WASHINGTON, March 30 - The United States has cleared 38 foreign nationals held at a naval base in Guantanamo Bay, Cuba, of their controversial status as enemy combatants'' and said they will be sent to their home countries soon. Navy Secretary Gordon England said today the decision had been reached following a 10-month-long review of the cases of 558 detainees captured in Afghanistan and other countries in the course of the war on terror and shipped to Guantanamo Bay for interrogation and possible prosecution.
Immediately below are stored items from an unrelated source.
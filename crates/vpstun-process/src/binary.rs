//! External binary resolution

use std::path::{Path, PathBuf};
use tracing::debug;

use crate::error::ProcessError;

/// Resolve `name` to an executable file
///
/// Names containing a path separator are checked as-is; bare names are
/// searched for on `PATH`.
pub fn require_binary(name: &str) -> Result<PathBuf, ProcessError> {
    let resolved = if name.contains(std::path::MAIN_SEPARATOR) {
        let path = PathBuf::from(name);
        is_executable(&path).then_some(path)
    } else {
        std::env::var_os("PATH").and_then(|paths| {
            std::env::split_paths(&paths)
                .map(|dir| dir.join(name))
                .find(|candidate| is_executable(candidate))
        })
    };

    match resolved {
        Some(path) => {
            debug!("Resolved {} to {:?}", name, path);
            Ok(path)
        }
        None => Err(ProcessError::MissingBinary(name.to_string())),
    }
}

#[cfg(unix)]
fn is_executable(path: &Path) -> bool {
    use std::os::unix::fs::PermissionsExt;

    std::fs::metadata(path)
        .map(|meta| meta.is_file() && meta.permissions().mode() & 0o111 != 0)
        .unwrap_or(false)
}

#[cfg(not(unix))]
fn is_executable(path: &Path) -> bool {
    path.is_file()
}
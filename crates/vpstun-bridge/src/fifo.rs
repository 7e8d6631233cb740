//! Named pipe creation

use std::path::Path;

use crate::error::BridgeError;

/// Create a fresh owner-only FIFO at `path`, replacing whatever was there
#[cfg(unix)]
pub fn create_fifo(path: &Path) -> Result<(), BridgeError> {
    use nix::sys::stat::Mode;
    use nix::unistd::mkfifo;

    match std::fs::remove_file(path) {
        Ok(()) => {}
        Err(e) if e.kind() == std::io::ErrorKind::NotFound => {}
        Err(source) => {
            return Err(BridgeError::FifoCreate {
                path: path.to_path_buf(),
                source,
            })
        }
    }

    mkfifo(path, Mode::S_IRUSR | Mode::S_IWUSR).map_err(|errno| BridgeError::FifoCreate {
        path: path.to_path_buf(),
        source: std::io::Error::from(errno),
    })
}

#[cfg(not(unix))]
pub fn create_fifo(_path: &Path) -> Result<(), BridgeError> {
    Err(BridgeError::FifoUnsupported)
}
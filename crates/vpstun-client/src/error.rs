//! Supervisor and session errors

use thiserror::Error;
use vpstun_bridge::BridgeError;
use vpstun_process::ProcessError;

/// Startup failures; each one ends the run
#[derive(Debug, Error)]
pub enum SupervisorError {
    #[error("Setup failed: {0}")]
    Setup(#[from] ProcessError),

    #[error("Bridge setup failed: {0}")]
    Bridge(#[from] BridgeError),

    #[error("Bridge health check failed: {0}")]
    BridgeHealth(#[source] ProcessError),
}

/// Why an SSH session ended without being cancelled
#[derive(Debug, Error)]
pub enum SessionError {
    #[error("Failed to start SSH: {0}")]
    Spawn(#[source] ProcessError),

    #[error("SSH exited with {}", exit_code(.code))]
    Exited { code: Option<i32> },

    #[error("Failed to wait for SSH: {0}")]
    Wait(#[source] std::io::Error),
}

impl SessionError {
    /// Returns true if this error is unlikely to go away without operator action
    pub fn is_non_recoverable(&self) -> bool {
        matches!(self, SessionError::Spawn(_))
    }

    /// Returns true if retrying the session might succeed
    pub fn is_recoverable(&self) -> bool {
        !self.is_non_recoverable()
    }
}

fn exit_code(code: &Option<i32>) -> String {
    match code {
        Some(code) => format!("code {}", code),
        None => "a signal".to_string(),
    }
}

#[cfg(test)]
mod tests {
    use super::*;

    #[test]
    fn test_session_error_messages() {
        assert_eq!(
            SessionError::Exited { code: Some(255) }.to_string(),
            "SSH exited with code 255"
        );
        assert_eq!(
            SessionError::Exited { code: None }.to_string(),
            "SSH exited with a signal"
        );
    }

    #[test]
    fn test_recoverability() {
        assert!(SessionError::Exited { code: Some(1) }.is_recoverable());
        let spawn = SessionError::Spawn(ProcessError::MissingBinary("ssh".to_string()));
        assert!(spawn.is_non_recoverable());
    }
}
//! Signal delivery tests
//!
//! Kept in their own binary: a SIGTERM that is not handled would take the
//! whole test process down.
#![cfg(unix)]

use std::time::Duration;
use vpstun_client::{spawn_signal_listener, CancellationToken};

#[tokio::test]
async fn test_sigterm_before_listener_task_runs_cancels_token() {
    let token = CancellationToken::new();
    let listener = spawn_signal_listener(token.clone());

    // No yield between spawning and signalling: the spawned task has not
    // been polled yet, so only an eagerly installed handler can catch this.
    let status = std::process::Command::new("kill")
        .args(["-TERM", &std::process::id().to_string()])
        .status()
        .unwrap();
    assert!(status.success());

    tokio::time::timeout(Duration::from_secs(5), token.cancelled())
        .await
        .expect("SIGTERM should cancel the token");
    listener.await.unwrap();
}
//! vpstun - Expose private TCP and UDP services through a public VPS
//!
//! One SSH session carries every reverse-forward; UDP rides inside it through
//! relay pairs on both ends.

use anyhow::{bail, Context, Result};
use clap::{Parser, Subcommand};
use std::path::{Path, PathBuf};
use tokio_util::sync::CancellationToken;
use tracing::{error, info, warn};
use tracing_subscriber::{fmt, prelude::*, EnvFilter};
use vpstun_bridge::SshSessionBuilder;
use vpstun_client::{spawn_signal_listener, SshLauncher, Supervisor};
use vpstun_process::require_binary;
use vpstun_proto::{TunnelConfig, DEFAULT_CONFIG_PATH};

/// vpstun - Reverse SSH tunnel with UDP support
#[derive(Parser, Debug)]
#[command(name = "vpstun")]
#[command(about = "Expose private TCP and UDP services through a public VPS over SSH")]
#[command(version = env!("VPSTUN_VERSION"))]
#[command(long_version = concat!(env!("VPSTUN_VERSION"), "\nCommit: ", env!("VPSTUN_GIT_HASH"), "\nBuilt: ", env!("VPSTUN_BUILD_TIME")))]
struct Cli {
    /// Enable verbose logging (same as --log-level debug)
    #[arg(short, long, global = true)]
    verbose: bool,

    /// Log level or filter directive (trace, debug, info, warn, error)
    #[arg(long, global = true, default_value = "info", env = "VPSTUN_LOG")]
    log_level: String,

    #[command(subcommand)]
    command: Commands,
}

#[derive(Subcommand, Debug)]
enum Commands {
    /// Start the bridges and keep the SSH tunnel up until interrupted
    #[command(long_about = r#"
Start the local UDP bridges, check that they listen, then hold one SSH
session to the VPS open. The session is restarted after every disconnect
until SIGINT or SIGTERM is received.

EXAMPLES:
  # Run with the default config
  vpstun run

  # Run with an explicit config and debug logging
  vpstun -v run --config ./vpstun.yaml

ENVIRONMENT VARIABLES:
  VPSTUN_CONFIG   Config file path (default /etc/vpstun/config.yaml)
  VPSTUN_LOG      Log level or filter directive
    "#)]
    Run {
        /// Path to the YAML config file
        #[arg(short, long, env = "VPSTUN_CONFIG", default_value = DEFAULT_CONFIG_PATH)]
        config: PathBuf,
    },

    /// Validate the config and print the SSH command and remote script
    Check {
        /// Path to the YAML config file
        #[arg(short, long, env = "VPSTUN_CONFIG", default_value = DEFAULT_CONFIG_PATH)]
        config: PathBuf,
    },

    /// Write an example config file
    Init {
        /// Where to write the template
        #[arg(short, long, default_value = "vpstun.yaml")]
        output: PathBuf,

        /// Overwrite an existing file
        #[arg(long)]
        force: bool,
    },
}

/// Setup logging with the specified log level
fn setup_logging(verbose: bool, log_level: &str) {
    let log_level = if verbose { "debug" } else { log_level };

    let filter = EnvFilter::try_new(log_level).unwrap_or_else(|_| EnvFilter::new("info"));

    tracing_subscriber::registry()
        .with(fmt::layer().with_target(true).with_thread_ids(false))
        .with(filter)
        .init();
}

fn load_config(path: &Path) -> Result<TunnelConfig> {
    TunnelConfig::load(path).with_context(|| format!("Failed to load config {}", path.display()))
}

/// Run the supervisor until a shutdown signal arrives
async fn run_tunnel(config_path: &Path) -> Result<()> {
    let config = load_config(config_path)?;
    info!("vpstun {} starting", env!("VPSTUN_VERSION"));
    info!("VPS: {}:{}", config.vps.target(), config.vps.port);
    for forward in &config.tcp_forwards {
        info!("Forward: {}", forward);
    }
    for forward in &config.udp_forwards {
        info!("Forward: {}", forward);
    }

    let cancel = CancellationToken::new();
    let signals = spawn_signal_listener(cancel.clone());

    let launcher = SshLauncher::new(config.stop_grace());
    let mut supervisor = Supervisor::new(config, launcher);
    let result = supervisor.run(cancel).await;
    signals.abort();

    let report = result.context("Tunnel failed to start")?;
    info!(
        "vpstun stopped ({} SSH session(s) started)",
        report.session_launches
    );
    Ok(())
}

/// Print what `run` would execute, without starting anything
fn check_config(config_path: &Path) -> Result<()> {
    let config = load_config(config_path)?;

    println!("Config OK: {}", config_path.display());
    for forward in &config.tcp_forwards {
        println!("  {}", forward);
    }
    for forward in &config.udp_forwards {
        println!("  {}", forward);
    }

    let mut binaries = vec![config.ssh_binary.as_str()];
    if !config.udp_forwards.is_empty() {
        binaries.push(config.relay_binary.as_str());
    }
    for binary in binaries {
        match require_binary(binary) {
            Ok(path) => println!("Found {} at {}", binary, path.display()),
            Err(e) => warn!("{}", e),
        }
    }

    let command = SshSessionBuilder::from_config(&config).build();

    println!();
    println!("SSH arguments:");
    println!("  {}", command.program.display());
    for arg in &command.args {
        println!("  {}", arg);
    }
    println!("  {}", command.target);

    println!();
    println!("Remote script:");
    print!("{}", command.remote_script);

    Ok(())
}

fn write_template(output: &Path, force: bool) -> Result<()> {
    if output.exists() && !force {
        bail!(
            "{} already exists (use --force to overwrite)",
            output.display()
        );
    }

    if let Some(parent) = output.parent().filter(|p| !p.as_os_str().is_empty()) {
        std::fs::create_dir_all(parent)
            .with_context(|| format!("Failed to create {}", parent.display()))?;
    }

    std::fs::write(output, TunnelConfig::template())
        .with_context(|| format!("Failed to write {}", output.display()))?;

    println!("Wrote config template to {}", output.display());
    Ok(())
}

#[tokio::main]
async fn main() -> Result<()> {
    let cli = Cli::parse();

    setup_logging(cli.verbose, &cli.log_level);

    let result = match &cli.command {
        Commands::Run { config } => run_tunnel(config).await,
        Commands::Check { config } => check_config(config),
        Commands::Init { output, force } => write_template(output, *force),
    };

    if let Err(e) = &result {
        error!("{:#}", e);
    }
    result
}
England said special tribunals have confirmed the status of 520 detainees and concluded an additional 38 detainees were found to
no longer meet the criteria to be designated as enemy combatants’’.
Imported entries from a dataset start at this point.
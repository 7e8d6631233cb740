//! Remote bootstrap script
//!
//! The SSH session runs a generated POSIX shell program on the VPS. For every
//! UDP forward it creates a FIFO in a private temporary directory and starts
//! two relays:
//!
//! ```text
//! public UDP :9002  <->  FIFO  <->  TCP 127.0.0.1:10000 (reverse-forward to us)
//! ```
//!
//! A watchdog then polls the relay pids and exits non-zero as soon as one of
//! them dies. Exiting ends the SSH session, and the local supervisor rebuilds
//! everything from scratch on reconnect.

use std::path::{Path, PathBuf};
use vpstun_proto::{TunnelConfig, UdpForward, LOOPBACK};

use crate::script::{quote, ShellScript};

/// Fixed `PATH` so the script does not depend on the remote login shell
pub const REMOTE_PATH: &str = "/usr/local/sbin:/usr/local/bin:/usr/sbin:/usr/bin:/sbin:/bin";

/// Knobs of the generated script
#[derive(Debug, Clone)]
pub struct RemoteScriptOptions {
    /// Relay executable looked up on the VPS
    pub relay_binary: String,
    /// Directory for the remote relay logs
    pub log_dir: PathBuf,
    /// `-T` inactivity timeout, applied per forked child of the public listener
    pub idle_timeout_seconds: u64,
    /// Seconds between two watchdog sweeps
    pub watchdog_interval_seconds: u64,
}

impl Default for RemoteScriptOptions {
    fn default() -> Self {
        Self {
            relay_binary: "socat".to_string(),
            log_dir: PathBuf::from("/var/log"),
            idle_timeout_seconds: 30,
            watchdog_interval_seconds: 5,
        }
    }
}

impl RemoteScriptOptions {
    pub fn from_config(config: &TunnelConfig) -> Self {
        Self {
            relay_binary: config.relay_binary.clone(),
            log_dir: config.remote_log_dir.clone(),
            idle_timeout_seconds: config.relay_idle_timeout_seconds,
            ..Self::default()
        }
    }

    fn log_file(&self, kind: &str, forward: &UdpForward) -> String {
        let path = self
            .log_dir
            .join(format!("vpstun-remote-{}-{}.log", kind, forward.public_port));
        quote(&path_str(&path))
    }
}

/// Generate the remote program for `forwards`
pub fn build_remote_script(forwards: &[UdpForward], options: &RemoteScriptOptions) -> String {
    let mut script = ShellScript::new();

    script
        .line("set -eu")
        .line(format!("export PATH={}", REMOTE_PATH))
        .line(format!(
            "RELAY_BIN=\"$(command -v {} || true)\"",
            quote(&options.relay_binary)
        ))
        .open("if [ -z \"$RELAY_BIN\" ]; then")
        .line(format!(
            "echo \"ERROR: {} not found on VPS. PATH=$PATH\" >&2",
            options.relay_binary.replace(['"', '$', '`', '\\'], "")
        ))
        .line("exit 1")
        .close("fi");

    // One cleanup handler for every exit path; the EXIT trap is cleared
    // first so it cannot run twice.
    script
        .line("relays=\"\"")
        .line("workdir=\"\"")
        .open("cleanup() {")
        .line("trap - EXIT HUP INT TERM")
        .open("for entry in $relays; do")
        .line("kill \"${entry%%:*}\" 2>/dev/null || true")
        .close("done")
        .open("if [ -n \"$workdir\" ]; then")
        .line("rm -rf \"$workdir\"")
        .close("fi")
        .close("}")
        .line("trap cleanup EXIT")
        .line("trap 'exit 129' HUP")
        .line("trap 'exit 130' INT")
        .line("trap 'exit 143' TERM");

    if forwards.is_empty() {
        // Nothing to relay; hold the session open for the TCP reverse-forwards
        script
            .open("while true; do")
            .line("sleep 3600")
            .close("done");
        return script.render();
    }

    let log_dir = quote(&path_str(&options.log_dir));
    script
        .line("workdir=\"$(mktemp -d /tmp/vpstun.XXXXXX)\"")
        .line(format!("mkdir -p {} 2>/dev/null || true", log_dir));

    for forward in forwards {
        push_forward(&mut script, forward, options);
    }

    script
        .line("echo \"vpstun: relays running:$relays\" >&2")
        .open("while true; do")
        .open("for entry in $relays; do")
        .open("if ! kill -0 \"${entry%%:*}\" 2>/dev/null; then")
        .line("echo \"vpstun: relay ${entry#*:} (pid ${entry%%:*}) died; exiting to force reconnect\" >&2")
        .line("exit 1")
        .close("fi")
        .close("done")
        .line(format!("sleep {}", options.watchdog_interval_seconds))
        .close("done");

    script.render()
}

fn push_forward(script: &mut ShellScript, forward: &UdpForward, options: &RemoteScriptOptions) {
    let port = forward.public_port;
    let pipe = format!("\"$workdir/pipe-{}\"", port);
    let pipe_addr = format!("\"PIPE:$workdir/pipe-{}\"", port);
    let timeout = options.idle_timeout_seconds.to_string();
    let tag = forward.tag();

    script
        .line(format!(
            "# udp {} via wrap tcp {}",
            port, forward.wrap_tcp_port
        ))
        .line(format!(
            "if command -v fuser >/dev/null 2>&1; then fuser -k {}/udp >/dev/null 2>&1 || true; fi",
            port
        ))
        .line(format!("mkfifo -m 600 {}", pipe));

    let public_listen = format!("UDP-LISTEN:{},bind=0.0.0.0,reuseaddr,fork", port);
    script
        .command([
            "\"$RELAY_BIN\"",
            "-T",
            &timeout,
            &quote(&public_listen),
            &pipe_addr,
            &format!(">>{}", options.log_file("udp", forward)),
            "2>&1",
            "&",
        ])
        .line(format!("relays=\"$relays $!:{}-public\"", tag));

    // No idle timeout here: the connector holds the pipe for the whole
    // session and the watchdog treats its exit as fatal.
    let wrap_connect = format!("TCP:{}:{}", LOOPBACK, forward.wrap_tcp_port);
    script
        .command([
            "\"$RELAY_BIN\"",
            &pipe_addr,
            &quote(&wrap_connect),
            &format!(">>{}", options.log_file("tcp", forward)),
            "2>&1",
            "&",
        ])
        .line(format!("relays=\"$relays $!:{}-wrap\"", tag));
}

fn path_str(path: &Path) -> String {
    path.to_string_lossy().into_owned()
}

#[cfg(test)]
mod tests {
    use super::*;

    fn forward(public_port: u16, wrap_tcp_port: u16) -> UdpForward {
        UdpForward {
            public_port,
            local_host: "127.0.0.1".to_string(),
            local_udp_port: public_port - 1000,
            wrap_tcp_port,
        }
    }

    #[test]
    fn test_preamble() {
        let script = build_remote_script(&[], &RemoteScriptOptions::default());
        let lines: Vec<&str> = script.lines().collect();

        assert_eq!(lines[0], "set -eu");
        assert_eq!(lines[1], format!("export PATH={}", REMOTE_PATH));
        assert!(script.contains("RELAY_BIN=\"$(command -v socat || true)\""));
        assert!(script.contains("echo \"ERROR: socat not found on VPS. PATH=$PATH\" >&2"));
        assert!(script.contains("trap cleanup EXIT"));
        assert!(script.contains("trap 'exit 143' TERM"));
        assert!(script.contains("trap 'exit 130' INT"));
    }

    #[test]
    fn test_zero_forwards_keeps_session_open() {
        let script = build_remote_script(&[], &RemoteScriptOptions::default());
        assert!(script.ends_with("while true; do\n  sleep 3600\ndone\n"));
        assert!(!script.contains("mkfifo"));
        assert!(!script.contains("mktemp"));
        assert!(!script.contains("kill -0"));
    }

    #[test]
    fn test_single_forward_topology() {
        let script = build_remote_script(&[forward(9002, 10000)], &RemoteScriptOptions::default());

        assert!(script.contains("workdir=\"$(mktemp -d /tmp/vpstun.XXXXXX)\""));
        assert!(script.contains("fuser -k 9002/udp"));
        assert!(script.contains("mkfifo -m 600 \"$workdir/pipe-9002\""));
        assert!(script.contains(
            "\"$RELAY_BIN\" -T 30 UDP-LISTEN:9002,bind=0.0.0.0,reuseaddr,fork \"PIPE:$workdir/pipe-9002\" >>/var/log/vpstun-remote-udp-9002.log 2>&1 &"
        ));
        assert!(script.contains(
            "\"$RELAY_BIN\" \"PIPE:$workdir/pipe-9002\" TCP:127.0.0.1:10000 >>/var/log/vpstun-remote-tcp-9002.log 2>&1 &"
        ));
        assert!(script.contains("relays=\"$relays $!:udp-9002-public\""));
        assert!(script.contains("relays=\"$relays $!:udp-9002-wrap\""));
        assert!(script.contains("if ! kill -0 \"${entry%%:*}\" 2>/dev/null; then"));
        assert!(script.contains("sleep 5"));
    }

    #[test]
    fn test_idle_timeout_only_on_public_listener() {
        let script = build_remote_script(&[forward(9002, 10000)], &RemoteScriptOptions::default());
        let relays: Vec<&str> = script
            .lines()
            .map(str::trim)
            .filter(|line| line.starts_with("\"$RELAY_BIN\""))
            .collect();

        assert_eq!(relays.len(), 2);
        assert!(relays[0].contains("UDP-LISTEN:9002"));
        assert!(relays[0].contains(" -T 30 "));
        assert!(relays[1].contains("TCP:127.0.0.1:10000"));
        assert!(!relays[1].contains("-T"));
    }

    #[test]
    fn test_every_forward_gets_its_own_pipe() {
        let script = build_remote_script(
            &[forward(9002, 10000), forward(9003, 10001)],
            &RemoteScriptOptions::default(),
        );
        assert_eq!(script.matches("mkfifo -m 600").count(), 2);
        assert_eq!(script.matches("$!:").count(), 4);
        assert!(script.contains("TCP:127.0.0.1:10001"));
        // Single watchdog loop regardless of forward count
        assert_eq!(script.matches("kill -0").count(), 1);
    }

    #[test]
    fn test_cleanup_removes_workdir_once() {
        let script = build_remote_script(&[forward(9002, 10000)], &RemoteScriptOptions::default());
        assert_eq!(script.matches("rm -rf \"$workdir\"").count(), 1);
        assert!(script.contains("trap - EXIT HUP INT TERM"));
    }

    #[test]
    fn test_log_dir_with_spaces_is_quoted() {
        let options = RemoteScriptOptions {
            log_dir: PathBuf::from("/srv/my logs"),
            ..RemoteScriptOptions::default()
        };
        let script = build_remote_script(&[forward(9002, 10000)], &options);
        assert!(script.contains(">>'/srv/my logs/vpstun-remote-udp-9002.log'"));
        assert!(script.contains("mkdir -p '/srv/my logs' 2>/dev/null || true"));
    }

    #[cfg(unix)]
    #[test]
    fn test_script_is_valid_shell() {
        let script = build_remote_script(
            &[forward(9002, 10000), forward(9003, 10001)],
            &RemoteScriptOptions::default(),
        );
        let status = std::process::Command::new("sh")
            .args(["-n", "-c", &script])
            .status()
            .unwrap();
        assert!(status.success());
    }
}
//! Tunnel supervision
//!
//! Starts the local bridges, health-checks them, then keeps one SSH session
//! alive until cancelled, reconnecting after every exit.

pub mod error;
pub mod reconnect;
pub mod session;
pub mod signal;
pub mod supervisor;

pub use error::{SessionError, SupervisorError};
pub use reconnect::{ReconnectError, ReconnectManager};
pub use session::{SessionExit, SessionLauncher, SshLauncher};
pub use signal::{shutdown_signal, spawn_signal_listener, ShutdownSignals};
pub use supervisor::{Supervisor, SupervisorReport, SupervisorState};

pub use tokio_util::sync::CancellationToken;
Five of these inmates have been already returned to their home countries and the State Department, England pointed out, is working to coordinate the return of the remaining 33 as expeditiously as possible.'' But the secretary disclosed an unspecified number of Muslim activists belonging to China's Uighur minority have not been returned to their homeland, even though they had been removed from the
enemy combatant’’ list.
He hinted the Pentagon feared the Uighurs, a persecuted religious group in China, would receive harsh treatment from authorities in Beijing, saying that concerns and issues about returning them to their country'' were behind the decision. US diplomats were working with other countries to find a place of residence for the Uighurs, the secretary said. England declined to discuss individual cases or disclose the nationality of any of the cleared detainees. But he vehemently denied the inmates had been brought to Guantanamo by mistake, pointing out that a determination
a detainee no longer meets a criteria for classification as an enemy combatant does not necessarily mean that the prior classification as EC was wrong.’’
The announcement of the impending prisoner release followed a ruling by US District Judge Joyce Green in January, which declared the review tribunals unconstitutional and biased against the detainees.
England defended the tribunals, insisting they had made their decision on the preponderance of both classified and unclassified evidence.
But as the Pentagon was making its case, a US federal judge gave the Bush administration another rebuke by blocking the transfer of 13 Yemeni nationals from Guantanamo to their home country because of concerns they could be subject to torture or indefinite imprisonment there.
US District Judge Henry Kennedy upheld a restraining order issued earlier this month barring the government from shipping the detainees out until their future could be properly ascertained.
The 13 say they were arrested in Pakistan after they travelled there either for religious studies or looking for jobs.
Pakistani police handed them over to the US military and they ended up in Guantanamo Bay, classified as enemy combatants.'' Lawyers for the Yemenis claim the Pentagon is planning to transfer some of the detainees from Guantanamo to other countries
for torture or indefinite imprisonment without due process of law.’’
In his ruling, Kennedy wrote that ``petitioners’ current designation as enemy combatants is not a foregone conclusion’’ and ordered the government to give the plaintiffs 30-day notice of any decision to move them.
A total of 211 inmates have been removed from Guantanamo for various reasons following the creation of a detention centre there in the wake of the September 11, 2001, terrorist attacks on the United States, according to defence officials.
Of that number, 146 have been released while 62 have been handed over to their countries of origin, including Pakistan, Morocco, France, Russia, Saudi Arabia, Great Britain and others.